Thanks for your valuable insight.
Thank you for posting this. I'm struck with how there is a lot of studying of the behavior and isolating it from other assumptions and then these individual capabilities are then described as a new solution or discovered capability that would work with all of those other assumptions. This makes most all of the LLM research feel like whack a mole if the goal was to make accurate and reliable models by understanding these techniques. Instead, it's more like seeing faces in cars and buildings and other artifacts of patterns and pattern groupings and recognition of patterns. Building houses on sand, etc.
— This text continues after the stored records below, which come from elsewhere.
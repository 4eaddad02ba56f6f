//! Event-driven construction of a [`ModelDescription`].
//!
//! [`ModelBuilder`] is fed one [`XmlEvent`] at a time and reports every
//! problem to a [`DiagnosticSink`] instead of stopping. References that may
//! point forward in the document (derivative targets, direct dependencies,
//! structure columns) are recorded raw and resolved by the closing pass in
//! [`ModelBuilder::finish`].

use std::str::FromStr;

use fmu_model::{
    AliasKind, BaseType, Causality, DefaultExperiment, DependencyFactorKind, DependencyTable,
    DependencyTableBuilder, Diagnostic, DiagnosticSink, InterfaceGeneration, KindCapabilities,
    LogCategory, ModelDescription, ModelMetadata, ModelStructure, ValueReference, Variability,
    Variable, VariableIndex, VariableRegistry,
};

use crate::event::{Attribute, XmlEvent};

const ROOT: &str = "fmiModelDescription";
const SCALAR_VARIABLE: &str = "ScalarVariable";
const UNKNOWN: &str = "Unknown";

/// A `ScalarVariable` whose children have not all been seen yet.
#[derive(Debug)]
struct PendingVariable {
    name: String,
    value_reference: ValueReference,
    causality: Causality,
    variability: Variability,
    alias_kind: AliasKind,
    explicit_alias: bool,
    description: Option<String>,
    base_type: Option<BaseType>,
    declared_type: Option<String>,
    start: Option<String>,
    unit: Option<String>,
    /// 1-based position of the state this variable is the derivative of.
    derivative: Option<usize>,
    direct_dependency: Option<Vec<String>>,
    /// A parse error was reported; the variable is not inserted.
    rejected: bool,
}

/// Which `ModelStructure` list an `Unknown` belongs to.
#[derive(Debug, Clone, Copy, PartialEq, Eq)]
enum Section {
    Outputs,
    Derivatives,
}

impl Section {
    fn as_str(&self) -> &'static str {
        match self {
            Self::Outputs => "Outputs",
            Self::Derivatives => "Derivatives",
        }
    }
}

/// One `<Unknown>` row with its dependencies as variable indices.
#[derive(Debug)]
struct UnknownRow {
    variable: VariableIndex,
    dependencies: Vec<(VariableIndex, DependencyFactorKind)>,
}

/// Builds a [`ModelDescription`] from XML events.
#[derive(Debug, Default)]
pub struct ModelBuilder {
    metadata: Option<ModelMetadata>,
    registry: VariableRegistry,
    /// Names of the currently open elements, outermost first.
    path: Vec<String>,
    pending: Option<PendingVariable>,
    text: String,
    /// Registry index of each `ScalarVariable` in document order; `None`
    /// for variables that were rejected.
    positions: Vec<Option<VariableIndex>>,
    derivatives: Vec<(VariableIndex, usize)>,
    direct_dependencies: Vec<(VariableIndex, Vec<String>)>,
    output_rows: Option<Vec<UnknownRow>>,
    derivative_rows: Option<Vec<UnknownRow>>,
    errors: usize,
}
Sound a lot like Kolmogorov complexity
I haven't read this particular paper in-depth, but it reminds me of another one I saw that used a similar approach to find if the model encodes its own certainty of answering correctly. https://arxiv.org/abs/2509.10625
Probably irrelevant, but something funny about claude code is it will routinely say something like "10 week task, very complex", and then one-shot it in 2 minutes. I didn't have it create a feature for a while because it kept telling me it's way too complicated. All of the open source versions I tried weren't working, but I finally just decided to get it to make the feature anyways and it ended up doing better than the open source projects. So there's something off about how well claude estimates the difficulty of things for it, and I'm wondering if that makes it perform worse by not doing things it would do well at.
In terms of the time estimates: I've added to my global rules to never give time estimates for tasks, as they're useless and inaccurate.
I think there's two aspects to this.
Firstly, Claude's self concept is based around humanity's collective self-concept. (Well, the statistical average of all the self-concepts on the internet.)
So it doesn't have a clear understanding of what LLMs' strengths and weaknesses are, and itself by extension. (Neither do we, from what I gathered. At least, not in a way that's well represented in web scrapes ;)
Secondly, as a programmer I have noticed a similar pattern... stuff that people say is easy turns out to be a pain in the ass, and stuff that they say is impossible turns out to be trivial. (They didn't even try, they just repeated what other people told them was hard, who also didn't try it...)
I wonder if it's trying to predict what kind of estimate a human engineer would provide.
Considering it’s trained on predicting the next word in stuff humans estimated before AI, wouldn’t that make sense?
Not sure how related this is, but I've noticed it has a tendency to start sentences with usually inflated optimism and I think the idea is that if it has a tendency to intro with "Aha I see it now! The problem is" whatever comes next has a higher tendency to be a correct solution than if you didn't use an overtly positive prefix, even if that leads to a lot of annoying behavior.